**TASK INSTRUCTIONS**
Print each record below character for character.

Records from a data collection
+ + + + +
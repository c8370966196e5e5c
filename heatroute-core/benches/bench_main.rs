//! Criterion benchmarks for cost assignment and the evacuation searches
//! on a synthetic grid of two-way streets with park blocks.

use std::hint::black_box;

use criterion::{BenchmarkId, Criterion, criterion_group, criterion_main};
use geo::Point;
use heatroute_core::{
    cost::CostOverlay,
    model::{
        EdgeGeometry, NetworkKind, ParkOverlay, Scenario, StreetEdge, StreetGraph,
        VulnerabilityOverlay,
    },
    routing::{RoutingInputs, SearchOptions, compute_evacuation_routes},
};
use petgraph::graph::NodeIndex;

const SPACING_DEG: f64 = 0.001;
const BLOCK_M: f64 = 100.0;

/// `side` x `side` grid. Every fifth row of streets runs through a park.
fn grid(side: usize) -> (StreetGraph, ParkOverlay) {
    let mut graph = StreetGraph::new(NetworkKind::Walk);
    let mut parks = ParkOverlay::new();
    let mut nodes = Vec::with_capacity(side * side);
    for row in 0..side {
        for col in 0..side {
            #[allow(clippy::cast_precision_loss)]
            let point = Point::new(col as f64 * SPACING_DEG, row as f64 * SPACING_DEG);
            #[allow(clippy::cast_possible_wrap)]
            nodes.push(graph.add_node((row * side + col) as i64, point));
        }
    }

    let mut connect = |from: NodeIndex, to: NodeIndex, in_park: bool| {
        let a = graph.node(from).map(|n| n.geometry).unwrap();
        let b = graph.node(to).map(|n| n.geometry).unwrap();
        for (u, v, p, q) in [(from, to, a, b), (to, from, b, a)] {
            let edge = graph.add_edge(u, v, StreetEdge::new(BLOCK_M, EdgeGeometry::straight(p, q)));
            if in_park {
                parks.insert(edge);
            }
        }
    };
    for row in 0..side {
        for col in 0..side {
            let here = nodes[row * side + col];
            if col + 1 < side {
                connect(here, nodes[row * side + col + 1], row % 5 == 2);
            }
            if row + 1 < side {
                connect(here, nodes[(row + 1) * side + col], false);
            }
        }
    }
    (graph, parks)
}

fn bench_cost_assignment(c: &mut Criterion) {
    let (graph, parks) = grid(100);
    c.bench_function("cost_assignment_100x100", |b| {
        b.iter(|| CostOverlay::assign(black_box(&graph), Scenario::High, &parks));
    });
}

fn bench_evacuation_routes(c: &mut Criterion) {
    let mut group = c.benchmark_group("evacuation_routes");
    let vulnerability = VulnerabilityOverlay::new();

    for side in [20, 50, 100] {
        let (graph, parks) = grid(side);
        let start = NodeIndex::new(0);
        let end = NodeIndex::new(side * side - 1);
        let inputs = RoutingInputs {
            scenario: Scenario::High,
            walk_graph: &graph,
            drive_graph: &graph,
            walk_start: start,
            walk_end: end,
            drive_start: start,
            drive_end: end,
            parks: &parks,
            vulnerability: &vulnerability,
        };
        group.bench_with_input(BenchmarkId::from_parameter(side), &inputs, |b, inputs| {
            b.iter(|| compute_evacuation_routes(black_box(inputs), &SearchOptions::default()));
        });
    }
    group.finish();
}

criterion_group!(benches, bench_cost_assignment, bench_evacuation_routes);
criterion_main!(benches);
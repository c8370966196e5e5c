mod state;
mod traced_dijkstra;

pub(crate) use traced_dijkstra::dijkstra_path;
pub use traced_dijkstra::SearchOutcome;
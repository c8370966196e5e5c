//! Resolution of free-text addresses to coordinates

use std::path::Path;

use geo::Point;
use hashbrown::HashMap;
use serde::Deserialize;

use crate::{Error, loading::deserialize_csv_file};

pub trait Geocoder: Send + Sync {
    /// Returns the address location as a lon/lat point.
    ///
    /// # Errors
    ///
    /// [`Error::GeocodingFailed`] if the address cannot be resolved.
    fn geocode(&self, address: &str) -> Result<Point<f64>, Error>;
}

#[derive(Debug, Deserialize)]
struct GazetteerRow {
    address: String,
    latitude: f64,
    longitude: f64,
}

/// Geocoder backed by a fixed address table
#[derive(Debug, Clone, Default)]
pub struct GazetteerGeocoder {
    entries: HashMap<String, Point<f64>>,
}

impl GazetteerGeocoder {
    pub fn new() -> Self {
        Self::default()
    }

    /// Loads a CSV table with `address`, `latitude` and `longitude` columns
    ///
    /// # Errors
    ///
    /// Returns an error if the file cannot be read.
    pub fn from_csv(path: &Path) -> Result<Self, Error> {
        let rows: Vec<GazetteerRow> = deserialize_csv_file(path)?;
        let mut gazetteer = Self::new();
        for row in rows {
            gazetteer.insert(&row.address, Point::new(row.longitude, row.latitude));
        }
        log::info!("Loaded {} gazetteer entries", gazetteer.entries.len());
        Ok(gazetteer)
    }

    pub fn insert(&mut self, address: &str, location: Point<f64>) {
        self.entries.insert(normalize(address), location);
    }
}

impl Geocoder for GazetteerGeocoder {
    fn geocode(&self, address: &str) -> Result<Point<f64>, Error> {
        self.entries
            .get(&normalize(address))
            .copied()
            .ok_or_else(|| Error::GeocodingFailed(format!("address not found: {address}")))
    }
}

fn normalize(address: &str) -> String {
    address
        .split_whitespace()
        .collect::<Vec<_>>()
        .join(" ")
        .to_lowercase()
}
+ + + + +
**SOLUTION TO THIS EXERCISE**
repository c8370966196e5e5c
filename heatroute-core/benches/bench_main.rs
//! Criterion benchmarks for cost assignment and the evacuation searches
//! on a synthetic grid of two-way streets with park blocks.

use std::hint::black_box;

use criterion::{BenchmarkId, Criterion, criterion_group, criterion_main};
use geo::Point;
use heatroute_core::{
    cost::CostOverlay,
    model::{
        EdgeGeometry, NetworkKind, ParkOverlay, Scenario, StreetEdge, StreetGraph,
        VulnerabilityOverlay,
    },
    routing::{RoutingInputs, SearchOptions, compute_evacuation_routes},
};
use petgraph::graph::NodeIndex;

const SPACING_DEG: f64 = 0.001;
const BLOCK_M: f64 = 100.0;

/// `side` x `side` grid. Every fifth row of streets runs through a park.
fn grid(side: usize) -> (StreetGraph, ParkOverlay) {
    let mut graph = StreetGraph::new(NetworkKind::Walk);
    let mut parks = ParkOverlay::new();
    let mut nodes = Vec::with_capacity(side * side);
    for row in 0..side {
        for col in 0..side {
            #[allow(clippy::cast_precision_loss)]
            let point = Point::new(col as f64 * SPACING_DEG, row as f64 * SPACING_DEG);
            #[allow(clippy::cast_possible_wrap)]
            nodes.push(graph.add_node((row * side + col) as i64, point));
        }
    }

    let mut connect = |from: NodeIndex, to: NodeIndex, in_park: bool| {
        let a = graph.node(from).map(|n| n.geometry).unwrap();
        let b = graph.node(to).map(|n| n.geometry).unwrap();
        for (u, v, p, q) in [(from, to, a, b), (to, from, b, a)] {
            let edge = graph.add_edge(u, v, StreetEdge::new(BLOCK_M, EdgeGeometry::straight(p, q)));
            if in_park {
                parks.insert(edge);
            }
        }
    };
    for row in 0..side {
        for col in 0..side {
            let here = nodes[row * side + col];
            if col + 1 < side {
                connect(here, nodes[row * side + col + 1], row % 5 == 2);
            }
            if row + 1 < side {
                connect(here, nodes[(row + 1) * side + col], false);
            }
        }
    }
    (graph, parks)
}

fn bench_cost_assignment(c: &mut Criterion) {
    let (graph, parks) = grid(100);
    c.bench_function("cost_assignment_100x100", |b| {
        b.iter(|| CostOverlay::assign(black_box(&graph), Scenario::High, &parks));
    });
}

fn bench_evacuation_routes(c: &mut Criterion) {
    let mut group = c.benchmark_group("evacuation_routes");
    let vulnerability = VulnerabilityOverlay::new();

    for side in [20, 50, 100] {
        let (graph, parks) = grid(side);
        let start = NodeIndex::new(0);
        let end = NodeIndex::new(side * side - 1);
        let inputs = RoutingInputs {
            scenario: Scenario::High,
            walk_graph: &graph,
            drive_graph: &graph,
            walk_start: start,
            walk_end: end,
            drive_start: start,
            drive_end: end,
            parks: &parks,
            vulnerability: &vulnerability,
        };
        group.bench_with_input(BenchmarkId::from_parameter(side), &inputs, |b, inputs| {
            b.iter(|| compute_evacuation_routes(black_box(inputs), &SearchOptions::default()));
        });
    }
    group.finish();
}

criterion_group!(benches, bench_cost_assignment, bench_evacuation_routes);
criterion_main!(benches);
repository c8370966196e5e5c
mod state;
mod traced_dijkstra;

pub(crate) use traced_dijkstra::dijkstra_path;
pub use traced_dijkstra::SearchOutcome;
repository c8370966196e5e5c
//! Resolution of free-text addresses to coordinates

use std::path::Path;

use geo::Point;
use hashbrown::HashMap;
use serde::Deserialize;

use crate::{Error, loading::deserialize_csv_file};

pub trait Geocoder: Send + Sync {
    /// Returns the address location as a lon/lat point.
    ///
    /// # Errors
    ///
    /// [`Error::GeocodingFailed`] if the address cannot be resolved.
    fn geocode(&self, address: &str) -> Result<Point<f64>, Error>;
}

#[derive(Debug, Deserialize)]
struct GazetteerRow {
    address: String,
    latitude: f64,
    longitude: f64,
}

/// Geocoder backed by a fixed address table
#[derive(Debug, Clone, Default)]
pub struct GazetteerGeocoder {
    entries: HashMap<String, Point<f64>>,
}

impl GazetteerGeocoder {
    pub fn new() -> Self {
        Self::default()
    }

    /// Loads a CSV table with `address`, `latitude` and `longitude` columns
    ///
    /// # Errors
    ///
    /// Returns an error if the file cannot be read.
    pub fn from_csv(path: &Path) -> Result<Self, Error> {
        let rows: Vec<GazetteerRow> = deserialize_csv_file(path)?;
        let mut gazetteer = Self::new();
        for row in rows {
            gazetteer.insert(&row.address, Point::new(row.longitude, row.latitude));
        }
        log::info!("Loaded {} gazetteer entries", gazetteer.entries.len());
        Ok(gazetteer)
    }

    pub fn insert(&mut self, address: &str, location: Point<f64>) {
        self.entries.insert(normalize(address), location);
    }
}

impl Geocoder for GazetteerGeocoder {
    fn geocode(&self, address: &str) -> Result<Point<f64>, Error> {
        self.entries
            .get(&normalize(address))
            .copied()
            .ok_or_else(|| Error::GeocodingFailed(format!("address not found: {address}")))
    }
}

fn normalize(address: &str) -> String {
    address
        .split_whitespace()
        .collect::<Vec<_>>()
        .join(" ")
        .to_lowercase()
}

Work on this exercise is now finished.